Authors: MAREE, FRANCOIS - ONDERSTEPOORT VET. INST.; Rieder, Aida - Elizabeth

Submitted to: Meeting Abstract
Publication Type: Abstract Only
Publication Acceptance Date: 5/1/2005
Publication Date: 6/19/2005
Citation: Maree, F.F., Rieder, A.E. 2005. Recombinant Engineered sat1 Foot-and-Mouth Disease Virus as an Approach to Investigate Receptor Usage and Growth Determinants of Outbreak Strains. XIIIth Meeting of the European Study Group for the Molecular Biology of Picornaviruses. p 123.

Interpretive Summary:

Technical Abstract: Foot-and-mouth desease (FMD), a highly contagious viral disease of cattle, sheep, pigs and other cloven-hoofed animals has recently caused devastating epidemics world-wide.
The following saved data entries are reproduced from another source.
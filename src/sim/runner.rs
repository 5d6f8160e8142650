//! Tick-by-tick driver for a machine definition and its script.

use std::time::Duration;

use tokio::sync::mpsc;
use tracing::{debug, warn};

use crate::config::schema::{MachineDefinition, ScriptStep};
use crate::config::validation::parse_duration;
use crate::error::{ConfigError, MachineError, TickstateError};
use crate::fsm::{MachineEvent, StateMachine};

use super::builder::build_machine;
use super::context::SimContext;

/// A built machine plus the script that drives it.
///
/// [`step`](Self::step) applies every script action due on the next tick,
/// then ticks the machine once with the definition's tick rate as `dt`.
pub struct Simulation {
    machine: StateMachine<SimContext>,
    script: Vec<ScriptStep>,
    cursor: usize,
    tick_rate: Duration,
    autostart: bool,
    events: mpsc::UnboundedReceiver<MachineEvent>,
}

impl std::fmt::Debug for Simulation {
    fn fmt(&self, f: &mut std::fmt::Formatter<'_>) -> std::fmt::Result {
        f.debug_struct("Simulation")
            .field("machine", &self.machine)
            .field("cursor", &self.cursor)
            .field("steps", &self.script.len())
            .field("tick_rate", &self.tick_rate)
            .finish_non_exhaustive()
    }
}

impl Simulation {
    /// Builds the machine and orders the script by tick. File order is kept
    /// for steps sharing a tick.
    ///
    /// # Errors
    ///
    /// Returns an error if the tick rate does not parse or the machine
    /// cannot be built.
    pub fn new(definition: &MachineDefinition) -> Result<Self, TickstateError> {
        let tick_rate = parse_duration(&definition.machine.tick_rate)
            .filter(|rate| !rate.is_zero())
            .ok_or_else(|| ConfigError::InvalidValue {
                field: "machine.tick_rate".to_string(),
                value: definition.machine.tick_rate.clone(),
                expected: "a positive duration such as '16ms'".to_string(),
            })?;

        let mut machine = build_machine(definition)?;
        let events = machine.subscribe();

        let mut script = definition.script.clone();
        script.sort_by_key(|step| step.tick);

        Ok(Self {
            machine,
            script,
            cursor: 0,
            tick_rate,
            autostart: definition.machine.autostart,
            events,
        })
    }

    /// Starts the machine if the definition asks for it.
    ///
    /// # Errors
    ///
    /// Propagates [`StateMachine::start`] errors.
    pub fn start(&mut self) -> Result<(), MachineError> {
        if self.autostart {
            self.machine.start(None)?;
        }
        Ok(())
    }

    /// Runs one tick and returns its number (1-based).
    pub fn step(&mut self) -> u64 {
        let tick = self.machine.tick_count() + 1;
        while let Some(step) = self.script.get(self.cursor).filter(|s| s.tick <= tick) {
            apply(&mut self.machine, step, tick);
            self.cursor += 1;
        }
        self.machine.tick(self.tick_rate);
        tick
    }

    /// Collects the notifications emitted since the last call.
    pub fn drain_events(&mut self) -> Vec<MachineEvent> {
        let mut drained = Vec::new();
        while let Ok(event) = self.events.try_recv() {
            drained.push(event);
        }
        drained
    }

    /// Returns `true` once the machine is stopped with nothing in flight
    /// and no script steps left.
    #[must_use]
    pub fn is_idle(&self) -> bool {
        !self.machine.is_running()
            && !self.machine.is_transitioning()
            && self.cursor >= self.script.len()
    }

    /// Script steps not yet applied.
    #[must_use]
    pub fn pending_steps(&self) -> usize {
        self.script.len() - self.cursor
    }

    /// Period between ticks.
    #[must_use]
    pub const fn tick_rate(&self) -> Duration {
        self.tick_rate
    }

    /// The simulated machine.
    #[must_use]
    pub const fn machine(&self) -> &StateMachine<SimContext> {
        &self.machine
    }

    /// Mutable access for callers that drive the machine directly.
    pub const fn machine_mut(&mut self) -> &mut StateMachine<SimContext> {
        &mut self.machine
    }
}

fn apply(machine: &mut StateMachine<SimContext>, step: &ScriptStep, tick: u64) {
    debug!(machine = %machine.name(), tick, "applying script step");

    if let Some(event) = &step.trigger {
        machine.trigger_event(event);
    }
    if let Some(flags) = &step.set_flag {
        for (name, value) in flags {
            machine.context().set_flag(name, *value);
        }
    }
    if let Some(target) = &step.force
        && let Err(e) = machine.force_transition_to(target)
    {
        warn!(tick, target = %target, error = %e, "scripted force failed");
    }
    if let Some(target) = &step.force_async
        && let Err(e) = machine.force_transition_to_async(target)
    {
        warn!(tick, target = %target, error = %e, "scripted async force failed");
    }
    if step.stop == Some(true) {
        machine.stop();
    }
    if let Some(initial) = &step.start
        && let Err(e) = machine.start(Some(initial))
    {
        warn!(tick, state = %initial, error = %e, "scripted start failed");
    }
}
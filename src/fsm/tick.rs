//! Tick-granular suspension for async lifecycle code.
//!
//! The machine resumes an in-flight lifecycle future once per
//! [`StateMachine::tick`](super::StateMachine::tick). A future that awaits
//! [`next_tick`] therefore yields back to the caller and continues on the
//! following tick.

use std::future::Future;
use std::pin::Pin;
use std::task::{Context, Poll};

/// Future that stays pending for exactly one poll.
#[derive(Debug, Default)]
#[must_use = "futures do nothing unless awaited"]
pub struct NextTick {
    yielded: bool,
}

impl Future for NextTick {
    type Output = ();

    fn poll(mut self: Pin<&mut Self>, cx: &mut Context<'_>) -> Poll<()> {
        if self.yielded {
            Poll::Ready(())
        } else {
            self.yielded = true;
            cx.waker().wake_by_ref();
            Poll::Pending
        }
    }
}

/// Suspends until the next tick.
pub fn next_tick() -> NextTick {
    NextTick::default()
}

/// Suspends for `n` ticks. `wait_ticks(0)` completes immediately.
pub async fn wait_ticks(n: u32) {
    for _ in 0..n {
        next_tick().await;
    }
}

#[cfg(test)]
mod tests {
    use super::*;
    use tokio_test::{assert_pending, assert_ready, task};

    #[test]
    fn test_next_tick_pends_once() {
        let mut fut = task::spawn(next_tick());
        assert_pending!(fut.poll());
        assert!(fut.is_woken());
        assert_ready!(fut.poll());
    }

    #[test]
    fn test_wait_ticks_counts_polls() {
        let mut fut = task::spawn(wait_ticks(3));
        assert_pending!(fut.poll());
        assert_pending!(fut.poll());
        assert_pending!(fut.poll());
        assert_ready!(fut.poll());
    }

    #[test]
    fn test_wait_zero_ticks_is_ready() {
        let mut fut = task::spawn(wait_ticks(0));
        assert_ready!(fut.poll());
    }
}
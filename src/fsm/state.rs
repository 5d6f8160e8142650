//! State identity and the state lifecycle contract.
//!
//! A [`State`] is user behavior; the machine wraps every registered state
//! in a [`StateSlot`] that owns the active flag and serializes lifecycle
//! calls, so the flag semantics are identical for every implementation.

use std::borrow::Borrow;
use std::sync::Arc;
use std::sync::atomic::{AtomicBool, Ordering};
use std::time::Duration;

use async_trait::async_trait;
use serde::Serialize;
use tokio::sync::Mutex;
use tokio_util::sync::CancellationToken;

use crate::error::StateError;

/// Unique name of a state within one machine.
///
/// Doubles as the registry key and as the endpoint reference of
/// transitions.
#[derive(Debug, Clone, Default, Hash, Eq, PartialEq, Ord, PartialOrd, Serialize)]
#[serde(transparent)]
pub struct StateId(pub String);

impl StateId {
    /// Creates a new `StateId` from a string.
    #[must_use]
    pub fn new(s: impl Into<String>) -> Self {
        Self(s.into())
    }

    /// Returns the id as a string slice.
    #[must_use]
    pub fn as_str(&self) -> &str {
        &self.0
    }
}

impl std::fmt::Display for StateId {
    fn fmt(&self, f: &mut std::fmt::Formatter<'_>) -> std::fmt::Result {
        write!(f, "{}", self.0)
    }
}

impl From<&str> for StateId {
    fn from(s: &str) -> Self {
        Self::new(s)
    }
}

impl From<String> for StateId {
    fn from(s: String) -> Self {
        Self(s)
    }
}

impl From<&Self> for StateId {
    fn from(id: &Self) -> Self {
        id.clone()
    }
}

impl Borrow<str> for StateId {
    fn borrow(&self) -> &str {
        &self.0
    }
}

impl PartialEq<str> for StateId {
    fn eq(&self, other: &str) -> bool {
        self.0 == other
    }
}

impl PartialEq<&str> for StateId {
    fn eq(&self, other: &&str) -> bool {
        self.0 == *other
    }
}

/// Behavior of a single state.
///
/// Every method has a no-op default, so a state implements only the path
/// its call sites use: the sync pair (`enter`/`exit`) for forced
/// transitions, the async pair (`enter_async`/`exit_async`) for automatic
/// and scripted ones. The async defaults complete immediately.
///
/// Async lifecycle code may suspend across ticks (see
/// [`crate::fsm::next_tick`]) and should return [`StateError::Cancelled`]
/// when `cancel` fires; the machine also stops polling a cancelled
/// operation on its own.
///
/// # Example
///
/// ```rust
/// use std::time::Duration;
/// use async_trait::async_trait;
/// use tickstate::fsm::{State, StateError, wait_ticks};
/// use tokio_util::sync::CancellationToken;
///
/// struct Windup {
///     charge: Duration,
/// }
///
/// #[async_trait]
/// impl State<()> for Windup {
///     async fn enter_async(
///         &mut self,
///         _ctx: &(),
///         _cancel: &CancellationToken,
///     ) -> Result<(), StateError> {
///         wait_ticks(3).await;
///         Ok(())
///     }
///
///     fn update(&mut self, _ctx: &(), dt: Duration) {
///         self.charge += dt;
///     }
/// }
/// ```
#[async_trait]
pub trait State<C: Send + Sync + 'static>: Send {
    /// Called once when the state is added to a machine.
    fn on_registered(&mut self, _id: &StateId, _ctx: &C) {}

    /// Synchronous entry; must finish within the current tick.
    ///
    /// # Errors
    ///
    /// An error halts the machine.
    fn enter(&mut self, _ctx: &C) -> Result<(), StateError> {
        Ok(())
    }

    /// Asynchronous entry; may suspend across ticks.
    ///
    /// # Errors
    ///
    /// An error other than [`StateError::Cancelled`] halts the machine.
    async fn enter_async(&mut self, _ctx: &C, _cancel: &CancellationToken) -> Result<(), StateError> {
        Ok(())
    }

    /// Per-tick update, only while the state is active and not in the
    /// middle of a lifecycle call.
    fn update(&mut self, _ctx: &C, _dt: Duration) {}

    /// Synchronous exit; must finish within the current tick.
    ///
    /// # Errors
    ///
    /// An error halts the machine.
    fn exit(&mut self, _ctx: &C) -> Result<(), StateError> {
        Ok(())
    }

    /// Asynchronous exit; may suspend across ticks.
    ///
    /// # Errors
    ///
    /// An error other than [`StateError::Cancelled`] halts the machine.
    async fn exit_async(&mut self, _ctx: &C, _cancel: &CancellationToken) -> Result<(), StateError> {
        Ok(())
    }
}

/// Shared, lockable state behavior.
pub(crate) type Behavior<C> = Arc<Mutex<Box<dyn State<C>>>>;

/// Machine-owned wrapper around a registered state.
pub(crate) struct StateSlot<C: Send + Sync + 'static> {
    id: StateId,
    active: AtomicBool,
    behavior: Behavior<C>,
}

impl<C: Send + Sync + 'static> StateSlot<C> {
    pub(crate) fn new(id: StateId, behavior: Box<dyn State<C>>) -> Self {
        Self {
            id,
            active: AtomicBool::new(false),
            behavior: Arc::new(Mutex::new(behavior)),
        }
    }

    pub(crate) const fn id(&self) -> &StateId {
        &self.id
    }

    pub(crate) fn is_active(&self) -> bool {
        self.active.load(Ordering::SeqCst)
    }

    pub(crate) fn set_active(&self, active: bool) {
        self.active.store(active, Ordering::SeqCst);
    }

    pub(crate) const fn behavior(&self) -> &Behavior<C> {
        &self.behavior
    }

    pub(crate) fn info(&self) -> StateInfo {
        StateInfo {
            id: self.id.clone(),
            is_active: self.is_active(),
        }
    }
}

impl<C: Send + Sync + 'static> std::fmt::Debug for StateSlot<C> {
    fn fmt(&self, f: &mut std::fmt::Formatter<'_>) -> std::fmt::Result {
        f.debug_struct("StateSlot")
            .field("id", &self.id)
            .field("active", &self.is_active())
            .finish_non_exhaustive()
    }
}

/// Read-only snapshot of a registered state.
#[derive(Debug, Clone, PartialEq, Eq)]
pub struct StateInfo {
    /// Registered id
    pub id: StateId,
    /// Whether the state is currently active
    pub is_active: bool,
}
//! Bounded record of completed state changes.

use std::collections::VecDeque;

use chrono::{DateTime, Utc};
use serde::Serialize;

use super::notify::Pipeline;
use super::state::StateId;

/// One completed state change.
#[derive(Debug, Clone, PartialEq, Eq, Serialize)]
pub struct StateChange {
    /// Previous state, `None` when the machine started
    pub from: Option<StateId>,
    /// New current state
    pub to: StateId,
    /// Wall-clock time the new state finished entering
    pub at: DateTime<Utc>,
    /// Execution path
    pub pipeline: Pipeline,
}

/// Ring buffer of the most recent changes, oldest first.
#[derive(Debug)]
pub(crate) struct History {
    limit: usize,
    entries: VecDeque<StateChange>,
}

impl History {
    pub(crate) fn new(limit: usize) -> Self {
        Self {
            limit,
            entries: VecDeque::with_capacity(limit.min(256)),
        }
    }

    pub(crate) fn push(&mut self, change: StateChange) {
        if self.limit == 0 {
            return;
        }
        while self.entries.len() >= self.limit {
            self.entries.pop_front();
        }
        self.entries.push_back(change);
    }

    pub(crate) fn last(&self) -> Option<&StateChange> {
        self.entries.back()
    }

    pub(crate) fn iter(&self) -> impl Iterator<Item = &StateChange> {
        self.entries.iter()
    }
}

#[cfg(test)]
mod tests {
    use super::*;

    fn change(to: &str) -> StateChange {
        StateChange {
            from: None,
            to: StateId::new(to),
            at: Utc::now(),
            pipeline: Pipeline::Sync,
        }
    }

    #[test]
    fn test_history_evicts_oldest() {
        let mut history = History::new(2);
        history.push(change("a"));
        history.push(change("b"));
        history.push(change("c"));

        let ids: Vec<&str> = history.iter().map(|c| c.to.as_str()).collect();
        assert_eq!(ids, vec!["b", "c"]);
        assert_eq!(history.last().unwrap().to, "c");
    }

    #[test]
    fn test_zero_limit_keeps_nothing() {
        let mut history = History::new(0);
        history.push(change("a"));
        assert!(history.last().is_none());
    }
}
In the three South African Territories (SAT) types of foot-and-mouth disease virus (FMDV), the aetiological agent display great genetic and antigenic diversity; a likely consequence of the high mutation rate and independent evolution of these viruses in different geographic localities. Effective control of the disease in southern Africa relies in part on strategic vaccination of susceptible animals. For vaccination to be effective, it requires the incorporation of vaccine strains representative of strains prevalent in the locality in question. Adaptation of these viruses can be a difficult and tedious process, with low amounts of stable antigen obtained mainly as a result of lack of information on receptor usage and performance of these field strains in tissue culture. To circumvent this we have engineered an infectious genome-length cDNA copy of a SAT1 vaccine strain, SAR/9/81, and derived chimeric genomes to investigate the receptor usage and tropism characteristics of unknown field strains. This was accomplished by replacing the relevant coding region for the receptor recognition site by that of the field strain in question. FMD viral RNA, transfected into BHK cells, is infectious, which make genetically engineering of new viruses from "in vitro"-generated RNA molecules possible. The chimeric SAT viruses retained the desirable biological properties of the parental strain, while encoded replication determinants and cell-receptor binding characteristics of the field strains. Viable virus recovered from the genome-length clone displayed immunological and growth properties that corresponded to that of parental SAR/9/81 virus.